Lancaster Medical School, Lancaster University, Lancaster, UK.
Department of Health Sciences, University of Leicester, Leicester, UK.
BMJ Qual Saf. 2018 Aug;27(8):625-632. doi: 10.1136/bmjqs-2017-006970. Epub 2017 Dec 2.
Measurement is a vital part of improvement work. While it is known that the context of improvement work influences its success, less is known about how context affects measurement of underlying harms. We sought to explore the use of a harm measurement tool, the NHS Safety Thermometer (NHS-ST), designed for use across diverse healthcare settings in the particular context of community care.
This is a qualitative study of 19 National Health Service (NHS) organisations, 7 of which had community service provision. We conducted ethnographic observations of practice and interviews with front-line nursing and senior staff. Analysis was based on the constant comparison method.
Measurement in community settings presents distinct challenges, calling into question the extent to which measures can be easily transferred. The NHS-ST was seen as more appropriate for acute care, not least because community nurses did not have the same access to information. Data collection requirements were in tension with maintaining a relationship of trust with patients. The aim to collect data across care settings acted to undermine perceptions of the representativeness of community data. Although the tool was designed to measure preventable harms, care providers questioned their preventability within a community setting. Different harms were seen as priorities for measurement and improvement within community settings.
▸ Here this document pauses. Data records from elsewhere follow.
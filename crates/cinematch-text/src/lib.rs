//! cinematch-text
//!
//! Sparse retrieval: an in-memory Tantivy BM25 index over each movie's
//! generated summary, rebuilt from the corpus at startup.

pub mod index;
pub mod tantivy_utils;

pub use index::Bm25Index;
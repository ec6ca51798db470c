use anyhow::{ensure, Result};
use candle_core::{DType, Tensor};

/// Mean over the unmasked tokens of `hidden` ([B,T,H]), then L2-normalize each
/// row. Returns [B,H].
pub fn masked_mean_l2(hidden: &Tensor, attention_mask: &Tensor) -> Result<Tensor> {
    let (batch, _seq, hidden_dim) = hidden.dims3()?;

    let mask = attention_mask.to_device(hidden.device())?.to_dtype(hidden.dtype())?;
    let mask_3d = mask.unsqueeze(2)?.broadcast_as(hidden.shape())?;
    let summed = (hidden * &mask_3d)?.sum(1)?;
    let lengths = mask.sum_keepdim(1)?;
    let mean = summed.broadcast_div(&lengths)?;

    let eps = match hidden.dtype() { DType::F16 => 1e-6, _ => 1e-12 };
    let norm = (mean.sqr()?.sum_keepdim(1)?.sqrt()? + eps)?;
    let out = mean.broadcast_div(&norm)?;
    ensure!(out.dims() == [batch, hidden_dim], "pooled shape {:?}", out.dims());
    Ok(out)
}
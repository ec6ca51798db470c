use anyhow::{anyhow, ensure, Result};
use arrow_array::{Array, Float32Array, Int64Array, RecordBatch};
use futures::TryStreamExt;
use lancedb::query::{ExecutableQuery, QueryBase};
use lancedb::{DistanceType, Table};
use std::path::Path;
use tokio::runtime::Runtime;
use tracing::{debug, info};

use cinematch_core::corpus::Corpus;
use cinematch_core::error::Error;
use cinematch_core::traits::VectorIndex;
use cinematch_core::types::{RowIndex, SearchHit, SourceKind};

use crate::table::{open_db, read_meta, table_exists, META_CORPUS_FINGERPRINT, META_DIM, META_EMBEDDER_ID, META_ROW_COUNT};
use crate::writer::corpus_fingerprint;

/// Read-only handle on a built vector table.
///
/// LanceDB is async; this type owns a small runtime and blocks on it so the
/// retrieval core stays synchronous. Do not create or drop it from inside
/// another tokio runtime.
pub struct LanceVectorIndex {
	runtime: Runtime,
	table: Table,
	len: usize,
	dim: usize,
}

impl std::fmt::Debug for LanceVectorIndex {
	fn fmt(&self, f: &mut std::fmt::Formatter<'_>) -> std::fmt::Result {
		f.debug_struct("LanceVectorIndex").field("len", &self.len).field("dim", &self.dim).finish_non_exhaustive()
	}
}

impl LanceVectorIndex {
	/// Open `table_name` and check it was built from `corpus` with the
	/// embedder identified by `embedder_id`. Any disagreement is a
	/// configuration error: the rows would no longer line up.
	pub fn open(
		db_path: &Path,
		table_name: &str,
		meta_table: &str,
		corpus: &Corpus,
		embedder_id: &str,
	) -> cinematch_core::error::Result<Self> {
		let runtime = tokio::runtime::Builder::new_multi_thread()
			.worker_threads(2)
			.enable_all()
			.build()
			.map_err(|e| Error::Configuration(format!("vector runtime: {e}")))?;
		let (table, meta) = runtime
			.block_on(open_with_meta(db_path, table_name, meta_table))
			.map_err(|e| Error::configuration("opening vector index", &e))?;

		match meta.embedder_id.as_deref() {
			Some(stored) if stored == embedder_id => {}
			Some(stored) => {
				return Err(Error::Configuration(format!(
					"vector table was built with embedder '{stored}' but '{embedder_id}' is loaded; rebuild the index"
				)))
			}
			None => return Err(Error::Configuration("vector table has no embedder id; rebuild the index".to_string())),
		}
		corpus.check_alignment("vector index", meta.rows)?;
		if meta.row_count.is_some_and(|n| n != meta.rows) {
			return Err(Error::Configuration(format!(
				"vector table holds {} rows but its meta records {:?}",
				meta.rows, meta.row_count
			)));
		}
		if meta.fingerprint.as_deref() != Some(corpus_fingerprint(corpus).as_str()) {
			return Err(Error::Configuration(
				"vector table was built from a different corpus (ids or order changed); rebuild the index".to_string(),
			));
		}
		info!(rows = meta.rows, dim = meta.dim, table = table_name, "vector index opened");
		Ok(Self { runtime, table, len: meta.rows, dim: meta.dim })
	}

	pub fn dim(&self) -> usize { self.dim }

	async fn nearest(&self, query_vec: &[f32], k: usize) -> Result<Vec<SearchHit>> {
		let mut stream = self
			.table
			.vector_search(query_vec.to_vec())?
			.distance_type(DistanceType::L2)
			.limit(k)
			.execute()
			.await?;
		let mut hits = Vec::with_capacity(k);
		while let Some(batch) = stream.try_next().await? {
			read_hits(&batch, &mut hits)?;
		}
		Ok(hits)
	}
}

impl VectorIndex for LanceVectorIndex {
	fn len(&self) -> usize { self.len }

	/// Closest rows first. Scores are negated L2 distances so that higher is
	/// better; equal distances fall back to row order.
	fn search_vec(&self, query_vec: &[f32], k: usize) -> Result<Vec<SearchHit>> {
		if k == 0 || self.len == 0 { return Ok(Vec::new()); }
		ensure!(query_vec.len() == self.dim, "query vector has {} dimensions, index has {}", query_vec.len(), self.dim);
		let mut hits = self.runtime.block_on(self.nearest(query_vec, k))?;
		hits.sort_by(|a, b| b.score.total_cmp(&a.score).then(a.row.cmp(&b.row)));
		hits.dedup_by_key(|h| h.row);
		hits.truncate(k);
		debug!(k, hits = hits.len(), "vector search");
		Ok(hits)
	}
}

struct TableMeta {
	rows: usize,
	dim: usize,
	row_count: Option<usize>,
	embedder_id: Option<String>,
	fingerprint: Option<String>,
}

async fn open_with_meta(db_path: &Path, table_name: &str, meta_table: &str) -> Result<(Table, TableMeta)> {
	ensure!(db_path.exists(), "{} does not exist; run the indexer first", db_path.display());
	let db = open_db(db_path).await?;
	if !table_exists(&db, table_name).await? {
		return Err(anyhow!("table {table_name} not found in {}; run the indexer first", db_path.display()));
	}
	let table = db.open_table(table_name).execute().await?;
	let rows = table.count_rows(None).await?;
	let mut meta = read_meta(&db, meta_table).await?;
	let dim = meta
		.get(META_DIM)
		.ok_or_else(|| anyhow!("meta table {meta_table} has no {META_DIM}"))?
		.parse::<usize>()?;
	let row_count = meta.get(META_ROW_COUNT).map(|v| v.parse::<usize>()).transpose()?;
	let embedder_id = meta.remove(META_EMBEDDER_ID);
	let fingerprint = meta.remove(META_CORPUS_FINGERPRINT);
	Ok((table, TableMeta { rows, dim, row_count, embedder_id, fingerprint }))
}

fn read_hits(batch: &RecordBatch, hits: &mut Vec<SearchHit>) -> Result<()> {
	let rows = batch
		.column_by_name("row")
		.and_then(|c| c.as_any().downcast_ref::<Int64Array>())
		.ok_or_else(|| anyhow!("vector result without a row column"))?;
	let distances = batch
		.column_by_name("_distance")
		.and_then(|c| c.as_any().downcast_ref::<Float32Array>())
		.ok_or_else(|| anyhow!("vector result without a _distance column"))?;
	for i in 0..batch.num_rows() {
		if rows.is_null(i) { continue; }
		let row = RowIndex::try_from(rows.value(i))?;
		hits.push(SearchHit { row, score: -distances.value(i), source: SourceKind::Vector });
	}
	Ok(())
}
Measurement tools are experienced by healthcare staff as socially situated. In the community setting, there are distinct challenges to improving care quality not experienced in the acute sector. Strategies to measure harms, and use of any resulting data for improvement work, need to be cognisant of the complexity of an environment where healthcare staff often have little opportunity to monitor and influence patients.
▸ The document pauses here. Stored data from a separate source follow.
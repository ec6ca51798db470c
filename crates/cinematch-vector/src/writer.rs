use anyhow::{anyhow, ensure, Result};
use arrow_array::types::Float32Type;
use arrow_array::{FixedSizeListArray, Int64Array, RecordBatch, RecordBatchIterator, StringArray};
use arrow_schema::DataType;
use lancedb::Connection;
use std::path::Path;
use std::sync::Arc;
use tracing::info;

use cinematch_core::corpus::Corpus;

use crate::schema::build_vector_schema;
use crate::table::{open_db, table_exists, write_meta, META_CORPUS_FINGERPRINT, META_DIM, META_EMBEDDER_ID, META_ROW_COUNT};

const INSERT_BATCH: usize = 1000;

/// Identity of a corpus as the vector table sees it: ids and titles in row
/// order. Reordering, inserting or dropping rows changes it.
pub fn corpus_fingerprint(corpus: &Corpus) -> String {
	let mut hasher = blake3::Hasher::new();
	for record in corpus.records() {
		hasher.update(&record.id.to_le_bytes());
		hasher.update(record.title.as_bytes());
		hasher.update(&[0]);
	}
	hasher.finalize().to_hex().to_string()
}

/// Replaces the vector table with one vector per corpus row and records the
/// build in the meta table.
pub struct VectorTableWriter { db: Connection, table_name: String, meta_table: String }

impl VectorTableWriter {
	pub async fn open(db_path: &Path, table_name: &str, meta_table: &str) -> Result<Self> {
		std::fs::create_dir_all(db_path)?;
		let db = open_db(db_path).await?;
		Ok(Self { db, table_name: table_name.to_string(), meta_table: meta_table.to_string() })
	}

	/// `embeddings[i]` must be the embedding of corpus row `i`.
	pub async fn write(&self, corpus: &Corpus, embeddings: &[Vec<f32>], embedder_id: &str) -> Result<()> {
		ensure!(corpus.len() == embeddings.len(), "{} rows but {} embeddings", corpus.len(), embeddings.len());
		let dim = embeddings.first().map_or(0, Vec::len);
		ensure!(dim > 0 || embeddings.is_empty(), "embeddings have zero dimensions");
		if let Some(bad) = embeddings.iter().position(|v| v.len() != dim) {
			return Err(anyhow!("embedding for row {bad} has {} dimensions, expected {dim}", embeddings[bad].len()));
		}
		let dim = i32::try_from(dim)?;

		self.clear_table(dim).await?;
		let records = corpus.records();
		let mut start = 0usize;
		while start < records.len() {
			let end = (start + INSERT_BATCH).min(records.len());
			let batch = to_record_batch(corpus, start..end, &embeddings[start..end], dim)?;
			self.insert_batch(batch).await?;
			start = end;
		}

		let meta = [
			(META_EMBEDDER_ID, embedder_id.to_string()),
			(META_ROW_COUNT, corpus.len().to_string()),
			(META_DIM, dim.to_string()),
			(META_CORPUS_FINGERPRINT, corpus_fingerprint(corpus)),
		];
		write_meta(&self.db, &self.meta_table, &meta).await?;
		info!(rows = corpus.len(), dim, table = %self.table_name, "vector table written");
		Ok(())
	}

	async fn clear_table(&self, dim: i32) -> Result<()> {
		if !table_exists(&self.db, &self.table_name).await? { return Ok(()); }
		let table = self.db.open_table(&self.table_name).execute().await?;
		let schema = table.schema().await?;
		let stored_dim = match schema.field_with_name("vector").map(|f| f.data_type()) {
			Ok(DataType::FixedSizeList(_, d)) => Some(*d),
			_ => None,
		};
		if dim > 0 && stored_dim != Some(dim) {
			return Err(anyhow!(
				"table {} holds vectors of dimension {stored_dim:?}, not {dim}; remove it before rebuilding",
				self.table_name
			));
		}
		table.delete("row IS NOT NULL").await?;
		Ok(())
	}

	async fn insert_batch(&self, batch: RecordBatch) -> Result<()> {
		let schema = batch.schema();
		let reader = Box::new(RecordBatchIterator::new(vec![Ok(batch)].into_iter(), schema));
		if table_exists(&self.db, &self.table_name).await? {
			self.db.open_table(&self.table_name).execute().await?.add(reader).execute().await?;
		} else {
			self.db.create_table(&self.table_name, reader).execute().await?;
		}
		Ok(())
	}
}

fn to_record_batch(corpus: &Corpus, rows: std::ops::Range<usize>, embeddings: &[Vec<f32>], dim: i32) -> Result<RecordBatch> {
	let records = &corpus.records()[rows.clone()];
	let row_ids = rows.map(i64::try_from).collect::<Result<Vec<_>, _>>()?;
	let ids: Vec<i64> = records.iter().map(|r| r.id).collect();
	let titles: Vec<&str> = records.iter().map(|r| r.title.as_str()).collect();
	let vectors = embeddings.iter().map(|v| Some(v.iter().copied().map(Some).collect::<Vec<_>>()));
	Ok(RecordBatch::try_new(
		build_vector_schema(dim),
		vec![
			Arc::new(Int64Array::from(row_ids)),
			Arc::new(Int64Array::from(ids)),
			Arc::new(StringArray::from(titles)),
			Arc::new(FixedSizeListArray::from_iter_primitive::<Float32Type, _, _>(vectors, dim)),
		],
	)?)
}

/// Blocking entry point for callers outside an async runtime.
pub fn write_vector_table(
	db_path: &Path,
	table_name: &str,
	meta_table: &str,
	corpus: &Corpus,
	embeddings: &[Vec<f32>],
	embedder_id: &str,
) -> Result<()> {
	let rt = tokio::runtime::Runtime::new()?;
	rt.block_on(async {
		let writer = VectorTableWriter::open(db_path, table_name, meta_table).await?;
		writer.write(corpus, embeddings, embedder_id).await
	})
}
衡量是改进工作的重要组成部分。虽然人们知道改进工作的背景会影响其成功,但对于背景如何影响潜在危害的衡量知之甚少。我们试图探讨一种危害衡量工具——NHS 安全温度计(NHS-ST)的使用,该工具旨在在社区护理的特定背景下在各种医疗保健环境中使用。
这是一项对 19 个英国国家医疗服务体系(NHS)组织的定性研究,其中 7 个组织提供社区服务。我们对实践进行了民族志观察,并对一线护理和高级工作人员进行了访谈。分析基于恒比法。
在社区环境中进行衡量会带来独特的挑战,这使得衡量标准能否轻易转移受到质疑。NHS-ST 被认为更适合急性护理,尤其是因为社区护士无法获得相同的信息。数据收集要求与与患者保持信任关系之间存在紧张关系。在整个护理环境中收集数据的目的,破坏了对社区数据代表性的看法。尽管该工具旨在衡量可预防的危害,但护理提供者对其在社区环境中的可预防性表示怀疑。在社区环境中,不同的危害被视为衡量和改进的优先事项。
衡量工具被医疗保健人员视为社会环境的产物。在社区环境中,改善护理质量的挑战与急性部门不同。衡量危害的策略,以及使用任何由此产生的数据进行改进工作,需要认识到医疗保健人员通常几乎没有机会监测和影响患者的环境的复杂性。